◆ Exercise aim ◆
Gather all lines in the records below that include the word "handles".
===== Excerpted records =====
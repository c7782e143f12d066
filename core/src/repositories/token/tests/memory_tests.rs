//! Unit tests for the in-memory token store

use std::sync::Arc;
use std::time::Duration;

use crate::repositories::token::{InMemoryTokenStore, TokenStore};

const HOUR: Duration = Duration::from_secs(3600);

#[tokio::test]
async fn test_put_and_get() {
    let store = InMemoryTokenStore::new();

    store.put("refresh:abc", "user-1", HOUR).await.unwrap();

    assert_eq!(store.get("refresh:abc").await.unwrap().as_deref(), Some("user-1"));
    assert!(store.exists("refresh:abc").await.unwrap());
    assert_eq!(store.get("refresh:missing").await.unwrap(), None);
}

#[tokio::test]
async fn test_put_overwrites() {
    let store = InMemoryTokenStore::new();

    store.put("refresh:abc", "user-1", HOUR).await.unwrap();
    store.put("refresh:abc", "user-2", HOUR).await.unwrap();

    assert_eq!(store.get("refresh:abc").await.unwrap().as_deref(), Some("user-2"));
    assert_eq!(store.len(), 1);
}

#[tokio::test]
async fn test_delete_is_idempotent() {
    let store = InMemoryTokenStore::new();
    store.put("blacklist:abc", "1", HOUR).await.unwrap();

    assert!(store.delete("blacklist:abc").await.unwrap());
    assert!(!store.delete("blacklist:abc").await.unwrap());
    assert!(!store.exists("blacklist:abc").await.unwrap());
}

#[tokio::test]
async fn test_expired_entry_reads_as_absent() {
    let store = InMemoryTokenStore::new();
    store.put("refresh:short", "user-1", Duration::from_millis(20)).await.unwrap();

    tokio::time::sleep(Duration::from_millis(40)).await;

    assert_eq!(store.get("refresh:short").await.unwrap(), None);
    // lazily removed on read
    assert!(store.is_empty());
}

#[tokio::test]
async fn test_zero_ttl_never_reads() {
    let store = InMemoryTokenStore::new();
    store.put("blacklist:gone", "1", Duration::ZERO).await.unwrap();

    assert!(!store.exists("blacklist:gone").await.unwrap());
}

#[tokio::test]
async fn test_huge_ttl_does_not_overflow() {
    let store = InMemoryTokenStore::new();
    store.put("refresh:forever", "user-1", Duration::MAX).await.unwrap();

    assert!(store.exists("refresh:forever").await.unwrap());
    assert_eq!(store.purge_expired().await.unwrap(), 0);
}

#[tokio::test]
async fn test_purge_expired_removes_only_expired() {
    let store = InMemoryTokenStore::new();
    store.put("refresh:a", "user-1", Duration::from_millis(10)).await.unwrap();
    store.put("refresh:b", "user-2", Duration::from_millis(10)).await.unwrap();
    store.put("refresh:c", "user-3", HOUR).await.unwrap();

    tokio::time::sleep(Duration::from_millis(30)).await;

    assert_eq!(store.purge_expired().await.unwrap(), 2);
    assert_eq!(store.len(), 1);
    assert!(store.exists("refresh:c").await.unwrap());
}

#[tokio::test]
async fn test_clones_share_state() {
    let store = InMemoryTokenStore::new();
    let other = store.clone();

    store.put("refresh:shared", "user-1", HOUR).await.unwrap();
    assert!(other.exists("refresh:shared").await.unwrap());
}

#[tokio::test]
async fn test_arc_dyn_store_forwards() {
    let store: Arc<dyn TokenStore> = Arc::new(InMemoryTokenStore::new());

    store.put("refresh:dyn", "user-1", HOUR).await.unwrap();
    assert_eq!(store.get("refresh:dyn").await.unwrap().as_deref(), Some("user-1"));
    assert!(store.delete("refresh:dyn").await.unwrap());
    assert_eq!(store.purge_expired().await.unwrap(), 0);
}

#[tokio::test(flavor = "multi_thread", worker_threads = 4)]
async fn test_concurrent_writers() {
    let store = InMemoryTokenStore::new();

    let handles: Vec<_> = (0..32)
        .map(|i| {
            let store = store.clone();
            tokio::spawn(async move {
                store
                    .put(&format!("refresh:{}", i), &i.to_string(), HOUR)
                    .await
                    .unwrap();
            })
        })
        .collect();

    for handle in handles {
        handle.await.unwrap();
    }

    assert_eq!(store.len(), 32);
    assert_eq!(store.get("refresh:17").await.unwrap().as_deref(), Some("17"));
}

#[tokio::test]
async fn test_take_returns_value_once() {
    let store = InMemoryTokenStore::new();
    store.put("refresh:abc", "user-1", HOUR).await.unwrap();

    assert_eq!(store.take("refresh:abc").await.unwrap().as_deref(), Some("user-1"));
    assert_eq!(store.take("refresh:abc").await.unwrap(), None);
    assert!(store.is_empty());
}

#[tokio::test]
async fn test_take_ignores_expired_entry() {
    let store = InMemoryTokenStore::new();
    store.put("refresh:old", "user-1", Duration::ZERO).await.unwrap();

    assert_eq!(store.take("refresh:old").await.unwrap(), None);
    assert!(store.is_empty());
}

#[tokio::test(flavor = "multi_thread", worker_threads = 4)]
async fn test_concurrent_take_has_single_winner() {
    let store = InMemoryTokenStore::new();
    store.put("refresh:contended", "user-1", HOUR).await.unwrap();

    let handles: Vec<_> = (0..16)
        .map(|_| {
            let store = store.clone();
            tokio::spawn(async move { store.take("refresh:contended").await.unwrap() })
        })
        .collect();

    let mut winners = 0;
    for handle in handles {
        if handle.await.unwrap().is_some() {
            winners += 1;
        }
    }
    assert_eq!(winners, 1);
}

#[tokio::test(flavor = "multi_thread", worker_threads = 4)]
async fn test_expired_read_never_removes_fresh_write() {
    let store = InMemoryTokenStore::new();

    for round in 0..200 {
        store.put("refresh:racy", "old", Duration::ZERO).await.unwrap();

        let reader = {
            let store = store.clone();
            tokio::spawn(async move { store.get("refresh:racy").await.unwrap() })
        };
        let writer = {
            let store = store.clone();
            tokio::spawn(async move { store.put("refresh:racy", "new", HOUR).await.unwrap() })
        };
        reader.await.unwrap();
        writer.await.unwrap();

        assert_eq!(
            store.get("refresh:racy").await.unwrap().as_deref(),
            Some("new"),
            "fresh entry lost in round {}",
            round
        );
    }
}

#[tokio::test(flavor = "multi_thread", worker_threads = 4)]
async fn test_purge_count_ignores_concurrent_inserts() {
    let store = InMemoryTokenStore::new();
    for i in 0..100 {
        store
            .put(&format!("blacklist:old{}", i), "1", Duration::ZERO)
            .await
            .unwrap();
    }

    let writer = {
        let store = store.clone();
        tokio::spawn(async move {
            for i in 0..100 {
                store
                    .put(&format!("blacklist:new{}", i), "1", HOUR)
                    .await
                    .unwrap();
            }
        })
    };
    let purged = store.purge_expired().await.unwrap();
    writer.await.unwrap();

    assert_eq!(purged, 100);
    assert_eq!(store.len(), 100);
}
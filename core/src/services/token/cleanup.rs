//! Token cleanup service for periodic eviction of expired store entries
//!
//! Expired refresh and blacklist entries already read as absent; the sweep
//! only bounds memory for stores without native expiry.

use std::sync::Arc;
use std::time::{Duration, Instant};
use tokio::task::JoinHandle;
use tracing::{error, info, warn};

use crate::errors::DomainError;
use crate::repositories::TokenStore;

use super::service::TokenService;

/// Configuration for token cleanup service
#[derive(Debug, Clone)]
pub struct TokenCleanupConfig {
    /// How often to run cleanup (in seconds)
    pub interval_seconds: u64,
    /// Whether to enable automatic cleanup
    pub enabled: bool,
}

impl Default for TokenCleanupConfig {
    fn default() -> Self {
        Self {
            interval_seconds: 300, // Run every 5 minutes
            enabled: true,
        }
    }
}

impl TokenCleanupConfig {
    /// Cleanup every `interval_seconds`; zero disables it
    pub fn every(interval_seconds: u64) -> Self {
        Self {
            interval_seconds,
            enabled: interval_seconds > 0,
        }
    }
}

/// Service for cleaning up expired token store entries
pub struct TokenCleanupService<S: TokenStore + 'static> {
    tokens: Arc<TokenService<S>>,
    config: TokenCleanupConfig,
}

impl<S: TokenStore + 'static> TokenCleanupService<S> {
    /// Create a new token cleanup service
    pub fn new(tokens: Arc<TokenService<S>>, config: TokenCleanupConfig) -> Self {
        Self { tokens, config }
    }

    /// Run a single cleanup cycle
    ///
    /// # Returns
    /// * `Ok(CleanupResult)` - Summary of the cycle; store failures are
    ///   recorded in `errors` rather than returned
    pub async fn run_cleanup(&self) -> Result<CleanupResult, DomainError> {
        if !self.config.enabled {
            return Ok(CleanupResult::default());
        }

        let started = Instant::now();
        let mut result = CleanupResult::default();

        match self.tokens.purge_expired().await {
            Ok(count) => result.entries_purged = count,
            Err(e) => {
                error!("Failed to purge expired token entries: {}", e);
                result.errors.push(format!("Purge error: {}", e));
            }
        }
        result.elapsed = started.elapsed();

        info!(
            purged = result.entries_purged,
            elapsed_ms = result.elapsed.as_millis() as u64,
            "Token cleanup completed"
        );

        Ok(result)
    }

    /// Start the cleanup service as a background task
    ///
    /// # Returns
    /// The spawned task's handle, or `None` when cleanup is disabled
    pub fn start_background_task(self: Arc<Self>) -> Option<JoinHandle<()>> {
        if !self.config.enabled || self.config.interval_seconds == 0 {
            warn!("Token cleanup service is disabled");
            return None;
        }

        let interval = Duration::from_secs(self.config.interval_seconds);

        Some(tokio::spawn(async move {
            info!(
                "Token cleanup service started - will run every {} seconds",
                self.config.interval_seconds
            );

            let mut interval_timer = tokio::time::interval(interval);

            loop {
                interval_timer.tick().await;

                match self.run_cleanup().await {
                    Ok(result) => {
                        if !result.is_success() {
                            warn!("Cleanup completed with errors: {:?}", result.errors);
                        }
                    }
                    Err(e) => {
                        error!("Token cleanup cycle failed: {}", e);
                    }
                }
            }
        }))
    }
}

/// Result of a cleanup operation
#[derive(Debug, Default)]
pub struct CleanupResult {
    /// Number of expired entries removed from the store
    pub entries_purged: usize,
    /// Wall time spent in the cycle
    pub elapsed: Duration,
    /// Any errors encountered during cleanup
    pub errors: Vec<String>,
}

impl CleanupResult {
    /// Check if the cleanup was successful (no errors)
    pub fn is_success(&self) -> bool {
        self.errors.is_empty()
    }
}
=====
◆ Task answer ◆
    let handles: Vec<_> = (0..32)
    for handle in handles {
    let handles: Vec<_> = (0..16)
    for handle in handles {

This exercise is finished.